Stored dataset items:
Content starts

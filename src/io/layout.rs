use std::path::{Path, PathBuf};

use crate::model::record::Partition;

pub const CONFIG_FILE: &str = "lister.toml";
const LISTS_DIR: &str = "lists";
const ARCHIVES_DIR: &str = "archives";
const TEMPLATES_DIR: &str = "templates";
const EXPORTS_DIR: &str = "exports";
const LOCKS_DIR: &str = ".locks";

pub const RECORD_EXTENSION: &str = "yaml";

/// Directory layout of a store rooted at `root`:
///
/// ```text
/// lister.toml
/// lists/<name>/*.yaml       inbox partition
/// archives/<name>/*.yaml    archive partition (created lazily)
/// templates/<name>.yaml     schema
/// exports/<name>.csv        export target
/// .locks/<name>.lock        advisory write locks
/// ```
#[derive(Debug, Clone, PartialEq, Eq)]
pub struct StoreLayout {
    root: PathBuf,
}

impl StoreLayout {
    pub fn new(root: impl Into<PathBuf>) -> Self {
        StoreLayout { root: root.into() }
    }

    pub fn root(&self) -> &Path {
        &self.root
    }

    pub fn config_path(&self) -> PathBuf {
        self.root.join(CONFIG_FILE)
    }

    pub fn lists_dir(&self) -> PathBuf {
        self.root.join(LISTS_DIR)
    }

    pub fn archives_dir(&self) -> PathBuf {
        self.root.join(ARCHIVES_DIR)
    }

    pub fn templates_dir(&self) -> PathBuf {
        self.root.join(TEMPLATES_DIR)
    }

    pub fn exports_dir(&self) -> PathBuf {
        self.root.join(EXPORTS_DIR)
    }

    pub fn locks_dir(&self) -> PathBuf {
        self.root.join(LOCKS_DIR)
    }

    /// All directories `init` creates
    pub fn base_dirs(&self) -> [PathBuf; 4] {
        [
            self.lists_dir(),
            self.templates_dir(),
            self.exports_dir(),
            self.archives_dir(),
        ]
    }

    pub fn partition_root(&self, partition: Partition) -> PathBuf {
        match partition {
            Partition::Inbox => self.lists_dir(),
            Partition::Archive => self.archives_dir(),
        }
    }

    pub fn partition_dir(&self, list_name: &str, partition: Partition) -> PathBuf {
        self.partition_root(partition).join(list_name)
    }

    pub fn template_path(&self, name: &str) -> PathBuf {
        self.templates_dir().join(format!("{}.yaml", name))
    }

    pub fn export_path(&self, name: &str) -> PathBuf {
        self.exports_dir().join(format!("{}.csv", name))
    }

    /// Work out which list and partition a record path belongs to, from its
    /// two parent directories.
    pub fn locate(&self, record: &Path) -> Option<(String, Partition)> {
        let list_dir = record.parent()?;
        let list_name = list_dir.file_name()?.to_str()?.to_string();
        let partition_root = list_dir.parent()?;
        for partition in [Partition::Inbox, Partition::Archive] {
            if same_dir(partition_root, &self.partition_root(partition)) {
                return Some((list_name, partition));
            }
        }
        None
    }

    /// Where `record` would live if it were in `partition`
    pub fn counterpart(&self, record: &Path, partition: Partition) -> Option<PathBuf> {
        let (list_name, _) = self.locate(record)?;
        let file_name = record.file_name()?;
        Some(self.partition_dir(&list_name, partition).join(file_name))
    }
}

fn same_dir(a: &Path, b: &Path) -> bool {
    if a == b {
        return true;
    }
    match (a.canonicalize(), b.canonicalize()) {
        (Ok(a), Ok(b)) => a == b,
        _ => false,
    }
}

Content ends
Content starts

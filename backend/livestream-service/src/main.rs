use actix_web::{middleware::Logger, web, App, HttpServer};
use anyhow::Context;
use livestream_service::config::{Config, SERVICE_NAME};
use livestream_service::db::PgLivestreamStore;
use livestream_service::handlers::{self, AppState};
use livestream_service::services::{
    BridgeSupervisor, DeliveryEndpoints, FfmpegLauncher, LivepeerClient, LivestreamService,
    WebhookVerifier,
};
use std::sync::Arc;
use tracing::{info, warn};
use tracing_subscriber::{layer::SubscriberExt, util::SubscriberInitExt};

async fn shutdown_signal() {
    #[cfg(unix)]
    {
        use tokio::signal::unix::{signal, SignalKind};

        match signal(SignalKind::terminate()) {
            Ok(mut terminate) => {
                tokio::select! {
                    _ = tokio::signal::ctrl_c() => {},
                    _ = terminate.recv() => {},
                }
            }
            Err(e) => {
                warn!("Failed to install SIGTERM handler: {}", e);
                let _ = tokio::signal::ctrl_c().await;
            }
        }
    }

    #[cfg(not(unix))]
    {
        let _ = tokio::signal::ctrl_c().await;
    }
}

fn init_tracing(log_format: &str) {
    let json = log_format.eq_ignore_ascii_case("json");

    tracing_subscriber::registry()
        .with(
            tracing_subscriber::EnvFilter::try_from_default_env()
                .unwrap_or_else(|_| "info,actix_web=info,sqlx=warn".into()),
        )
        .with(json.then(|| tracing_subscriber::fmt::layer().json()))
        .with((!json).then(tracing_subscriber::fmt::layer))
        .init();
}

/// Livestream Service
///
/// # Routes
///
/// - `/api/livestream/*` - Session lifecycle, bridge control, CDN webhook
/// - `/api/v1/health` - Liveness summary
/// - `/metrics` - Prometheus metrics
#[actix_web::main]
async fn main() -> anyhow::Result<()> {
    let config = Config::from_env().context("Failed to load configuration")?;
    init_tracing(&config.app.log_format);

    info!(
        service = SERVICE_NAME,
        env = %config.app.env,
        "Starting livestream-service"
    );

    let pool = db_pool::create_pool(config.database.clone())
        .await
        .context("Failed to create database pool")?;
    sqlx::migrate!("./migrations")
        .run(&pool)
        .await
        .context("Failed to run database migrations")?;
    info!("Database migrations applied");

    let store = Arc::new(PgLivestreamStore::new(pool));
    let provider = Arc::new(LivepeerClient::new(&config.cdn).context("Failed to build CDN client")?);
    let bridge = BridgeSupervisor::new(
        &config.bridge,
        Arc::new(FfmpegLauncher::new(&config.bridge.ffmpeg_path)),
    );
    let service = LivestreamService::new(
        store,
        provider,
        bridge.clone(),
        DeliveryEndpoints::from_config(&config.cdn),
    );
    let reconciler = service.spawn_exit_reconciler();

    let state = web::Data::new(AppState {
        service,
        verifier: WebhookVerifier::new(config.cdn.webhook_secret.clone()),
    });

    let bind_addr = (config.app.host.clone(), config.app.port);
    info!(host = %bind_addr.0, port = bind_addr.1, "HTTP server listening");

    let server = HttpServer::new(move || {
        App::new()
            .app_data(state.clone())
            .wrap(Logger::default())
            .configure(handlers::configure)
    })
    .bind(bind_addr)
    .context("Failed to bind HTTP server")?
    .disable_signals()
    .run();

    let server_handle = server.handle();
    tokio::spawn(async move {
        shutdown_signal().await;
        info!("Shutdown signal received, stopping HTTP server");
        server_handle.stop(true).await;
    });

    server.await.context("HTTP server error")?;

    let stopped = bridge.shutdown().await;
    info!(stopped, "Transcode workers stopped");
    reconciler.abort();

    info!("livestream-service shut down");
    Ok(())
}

Content ends
Content starts

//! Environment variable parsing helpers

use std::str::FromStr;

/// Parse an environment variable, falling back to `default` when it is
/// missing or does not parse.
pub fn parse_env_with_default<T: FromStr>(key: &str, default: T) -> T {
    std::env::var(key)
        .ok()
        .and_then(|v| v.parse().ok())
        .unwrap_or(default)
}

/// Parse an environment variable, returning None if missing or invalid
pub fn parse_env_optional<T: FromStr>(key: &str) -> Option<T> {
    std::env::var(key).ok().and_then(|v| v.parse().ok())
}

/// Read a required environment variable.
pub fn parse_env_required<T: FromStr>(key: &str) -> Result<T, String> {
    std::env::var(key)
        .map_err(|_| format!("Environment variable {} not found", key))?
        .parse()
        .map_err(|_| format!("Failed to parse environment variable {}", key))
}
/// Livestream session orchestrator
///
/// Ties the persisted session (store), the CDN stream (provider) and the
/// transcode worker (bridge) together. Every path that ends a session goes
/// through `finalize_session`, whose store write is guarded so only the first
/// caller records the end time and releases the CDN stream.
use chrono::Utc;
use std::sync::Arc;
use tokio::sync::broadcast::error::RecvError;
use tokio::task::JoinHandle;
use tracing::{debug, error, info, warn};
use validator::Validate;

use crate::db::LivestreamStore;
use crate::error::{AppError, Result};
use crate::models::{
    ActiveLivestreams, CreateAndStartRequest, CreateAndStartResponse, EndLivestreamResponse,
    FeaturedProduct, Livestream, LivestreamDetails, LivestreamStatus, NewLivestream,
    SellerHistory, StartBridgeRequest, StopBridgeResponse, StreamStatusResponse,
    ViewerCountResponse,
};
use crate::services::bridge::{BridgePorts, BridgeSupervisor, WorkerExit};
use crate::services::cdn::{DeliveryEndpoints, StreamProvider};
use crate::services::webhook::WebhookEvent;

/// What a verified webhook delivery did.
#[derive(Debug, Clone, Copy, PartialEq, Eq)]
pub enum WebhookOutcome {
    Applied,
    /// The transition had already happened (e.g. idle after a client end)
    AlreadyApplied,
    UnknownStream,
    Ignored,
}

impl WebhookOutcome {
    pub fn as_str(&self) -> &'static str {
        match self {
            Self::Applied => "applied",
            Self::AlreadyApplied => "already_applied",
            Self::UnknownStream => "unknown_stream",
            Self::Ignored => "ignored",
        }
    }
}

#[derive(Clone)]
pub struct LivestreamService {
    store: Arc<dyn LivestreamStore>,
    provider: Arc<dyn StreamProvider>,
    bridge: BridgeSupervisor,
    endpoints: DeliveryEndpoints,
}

Content ends

== Assignment ==
Please give back, exactly as it stands above, the stretch from the line with "filename src/io/layout.rs" through the line with "pub const RECORD_EXTENSION: &str", and no line outside it.

== Reply ==
filename src/io/layout.rs
use std::path::{Path, PathBuf};

use crate::model::record::Partition;

pub const CONFIG_FILE: &str = "lister.toml";
const LISTS_DIR: &str = "lists";
const ARCHIVES_DIR: &str = "archives";
const TEMPLATES_DIR: &str = "templates";
const EXPORTS_DIR: &str = "exports";
const LOCKS_DIR: &str = ".locks";

pub const RECORD_EXTENSION: &str = "yaml";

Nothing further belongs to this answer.